OK, I'm pissed off about not going to Berlin this weekend, plus l have to go back to work on Wednesday. Therefore...signs of depression in my world (look away if easily offended)
Can't be bothered getting out of bed, so therefore stay in it while it is still warm (for however long that takes)
My best mate Nozzer (the indoor rabbit) is going to die very soon, which upsets me a lot
Can't be bothered listening to music, but happy enough to spend the hours doing fuck all apart from watching any kind of crap on TV
Wank (personal -Mrs Palm and her five lovely daughters) ? Pah!
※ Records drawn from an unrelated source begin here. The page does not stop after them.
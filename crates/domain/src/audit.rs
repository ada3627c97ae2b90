use serde::{Deserialize, Serialize};

/// Stable audit actions emitted by user administration.
#[derive(Debug, Clone, Copy, PartialEq, Eq, Hash, Serialize, Deserialize)]
#[serde(rename_all = "snake_case")]
pub enum AuditAction {
    /// A user was added to the tenant.
    UserCreated,
    /// Granular permissions of a user were replaced.
    UserPermissionsUpdated,
    /// A user was moved to another role.
    UserRoleChanged,
    /// A user was enabled or disabled.
    UserActivationChanged,
}

impl AuditAction {
    /// Returns a stable storage value for this action.
    #[must_use]
    pub fn as_str(&self) -> &'static str {
        match self {
            Self::UserCreated => "user.created",
            Self::UserPermissionsUpdated => "user.permissions.updated",
            Self::UserRoleChanged => "user.role.changed",
            Self::UserActivationChanged => "user.activation.changed",
        }
    }
}
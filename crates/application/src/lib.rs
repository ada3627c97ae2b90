//! Application services and ports for clinic access control.

#![forbid(unsafe_code)]

mod access_service;
pub mod navigation;
mod ports;
mod user_admin_service;

pub use access_service::AccessService;
pub use navigation::{active_trail, clinic_navigation, filter_navigation};
pub use ports::{AuditEvent, AuditRepository, UserDirectory};
pub use user_admin_service::UserAdminService;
Can't be bothered.
Being happy with a blow job or wank, rather than having to make any effort.
Looking at the computer monitor and keyboard and thinking "what am l doing here?, why bother?" Anything to make the day go by
Looking at all your possessions and wondering why you have them, what's the point.
Looking at all the CD's and books and realising you will never have the chance to hear them all, as you are very very old
Realising young girls no longer fancy you (OK l am kidding on that one - I fool myself into thinking)
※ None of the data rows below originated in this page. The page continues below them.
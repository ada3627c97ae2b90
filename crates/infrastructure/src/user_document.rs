use clinica_core::TenantId;
use clinica_domain::{EmailAddress, GranularPermissions, PolicyUser, Role};
use serde::{Deserialize, Serialize};
use tracing::warn;

/// Tenant user document in its persisted shape.
///
/// Every field is optional because older documents predate most of them.
/// Normalization into a [`PolicyUser`] happens in
/// [`StoredUserDocument::into_policy_user`] and nowhere else.
#[derive(Debug, Clone, Default, PartialEq, Eq, Serialize, Deserialize)]
#[serde(rename_all = "camelCase")]
pub struct StoredUserDocument {
    /// Authentication uid; falls back to the document id.
    #[serde(default, skip_serializing_if = "Option::is_none")]
    pub uid: Option<String>,
    /// Display name.
    #[serde(default, skip_serializing_if = "Option::is_none")]
    pub nome: Option<String>,
    /// Contact email.
    #[serde(default, skip_serializing_if = "Option::is_none")]
    pub email: Option<String>,
    /// Raw role tag.
    #[serde(default, skip_serializing_if = "Option::is_none")]
    pub role: Option<String>,
    /// Activation flag.
    #[serde(default, skip_serializing_if = "Option::is_none")]
    pub ativo: Option<bool>,
    /// Granular permission flags, present for `outro` users.
    ///
    /// Written as `null` for every other role so a role change clears stale flags.
    #[serde(default)]
    pub permissions: Option<StoredPermissions>,
    /// Linked professional record.
    #[serde(default, skip_serializing_if = "Option::is_none")]
    pub professional_id: Option<String>,
    /// Owning company.
    #[serde(default, skip_serializing_if = "Option::is_none")]
    pub company_id: Option<String>,
}

/// Permission flags as persisted. Flags added after a document was written
/// are simply absent.
#[derive(Debug, Clone, Copy, Default, PartialEq, Eq, Serialize, Deserialize)]
#[serde(rename_all = "camelCase")]
pub struct StoredPermissions {
    #[serde(default)]
    agenda_edicao: Option<bool>,
    #[serde(default)]
    agenda_visualizacao: Option<bool>,
    #[serde(default)]
    financeiro_debitos_pacientes: Option<bool>,
    #[serde(default)]
    financeiro_apenas_proprios: Option<bool>,
    #[serde(default)]
    financeiro_acesso_completo: Option<bool>,
    #[serde(default)]
    menu_profissionais: Option<bool>,
    #[serde(default)]
    menu_clientes: Option<bool>,
    #[serde(default)]
    menu_servicos: Option<bool>,
}

impl StoredPermissions {
    fn normalize(self) -> GranularPermissions {
        GranularPermissions {
            agenda_edicao: self.agenda_edicao.unwrap_or(false),
            agenda_visualizacao: self.agenda_visualizacao.unwrap_or(false),
            financeiro_debitos_pacientes: self.financeiro_debitos_pacientes.unwrap_or(false),
            financeiro_apenas_proprios: self.financeiro_apenas_proprios.unwrap_or(false),
            financeiro_acesso_completo: self.financeiro_acesso_completo.unwrap_or(false),
            menu_profissionais: self.menu_profissionais.unwrap_or(false),
            menu_clientes: self.menu_clientes.unwrap_or(false),
            menu_servicos: self.menu_servicos.unwrap_or(false),
        }
    }
}

impl From<GranularPermissions> for StoredPermissions {
    fn from(value: GranularPermissions) -> Self {
        Self {
            agenda_edicao: Some(value.agenda_edicao),
            agenda_visualizacao: Some(value.agenda_visualizacao),
            financeiro_debitos_pacientes: Some(value.financeiro_debitos_pacientes),
            financeiro_apenas_proprios: Some(value.financeiro_apenas_proprios),
            financeiro_acesso_completo: Some(value.financeiro_acesso_completo),
            menu_profissionais: Some(value.menu_profissionais),
            menu_clientes: Some(value.menu_clientes),
            menu_servicos: Some(value.menu_servicos),
        }
    }
}

impl StoredUserDocument {
    /// Returns whether this document may describe the given uid.
    ///
    /// Documents without a `uid` field are identified by their document id alone.
    #[must_use]
    pub fn belongs_to(&self, uid: &str) -> bool {
        self.uid.as_deref().is_none_or(|stored| stored == uid)
    }

    /// Encodes a policy user for persistence under a tenant.
    #[must_use]
    pub fn from_policy_user(user: &PolicyUser, tenant_id: TenantId) -> Self {
        Self {
            uid: Some(user.uid().to_owned()),
            nome: user.display_name().map(str::to_owned),
            email: user.email().map(|email| email.as_str().to_owned()),
            role: Some(user.role().as_str().to_owned()),
            ativo: Some(user.is_active()),
            permissions: user.permissions().copied().map(StoredPermissions::from),
            professional_id: user.professional_id().map(str::to_owned),
            company_id: Some(tenant_id.to_string()),
        }
    }

    /// Normalizes the document into a policy user.
    ///
    /// Returns `None` when the document cannot identify a known role; such
    /// users are denied everything.
    #[must_use]
    pub fn into_policy_user(self, document_id: &str) -> Option<PolicyUser> {
        let Some(role) = self.role.as_deref().and_then(Role::parse_stored) else {
            warn!(
                document_id,
                role = self.role.as_deref().unwrap_or("<missing>"),
                "user document has no recognized role"
            );
            return None;
        };

        let uid = self
            .uid
            .filter(|uid| !uid.trim().is_empty())
            .unwrap_or_else(|| document_id.to_owned());

        let user = match PolicyUser::new(uid, role) {
            Ok(user) => user,
            Err(error) => {
                warn!(document_id, %error, "user document has no usable uid");
                return None;
            }
        };

        let email = self.email.and_then(|raw| match EmailAddress::new(raw) {
            Ok(email) => Some(email),
            Err(error) => {
                warn!(document_id, %error, "ignoring malformed user email");
                None
            }
        });

        Some(
            user.with_permissions(self.permissions.map(StoredPermissions::normalize))
                .with_active(self.ativo.unwrap_or(false))
                .with_email(email)
                .with_display_name(self.nome)
                .with_professional_id(self.professional_id),
        )
    }
}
Jobs, lifestyle, future...who cares
No large network of family or friends (through choice)
No kids (too much hassle and way too selfish)
Everyone else changing (having or trying to have kids)
Hating work, no matter how easy it is
Not knowing who you can trust
Looking forward to death (or at least not being scared of it)
Drinking way more than usual (but not even being bothered to buy or do the drugs)
Christmas - not bothered, which means no great change, although l started feeling better about them a few years ago (unlike when l was a kid)
Still getting loads of music, but not finding the time to listen to it
Thinking heart attack rather than life - OK if it's painless
Right, that's the end of the depressive message - I would like to say l feel much better now. l know what l need, more money and less work.
I do not blame the government or God for a change, l blame my parents.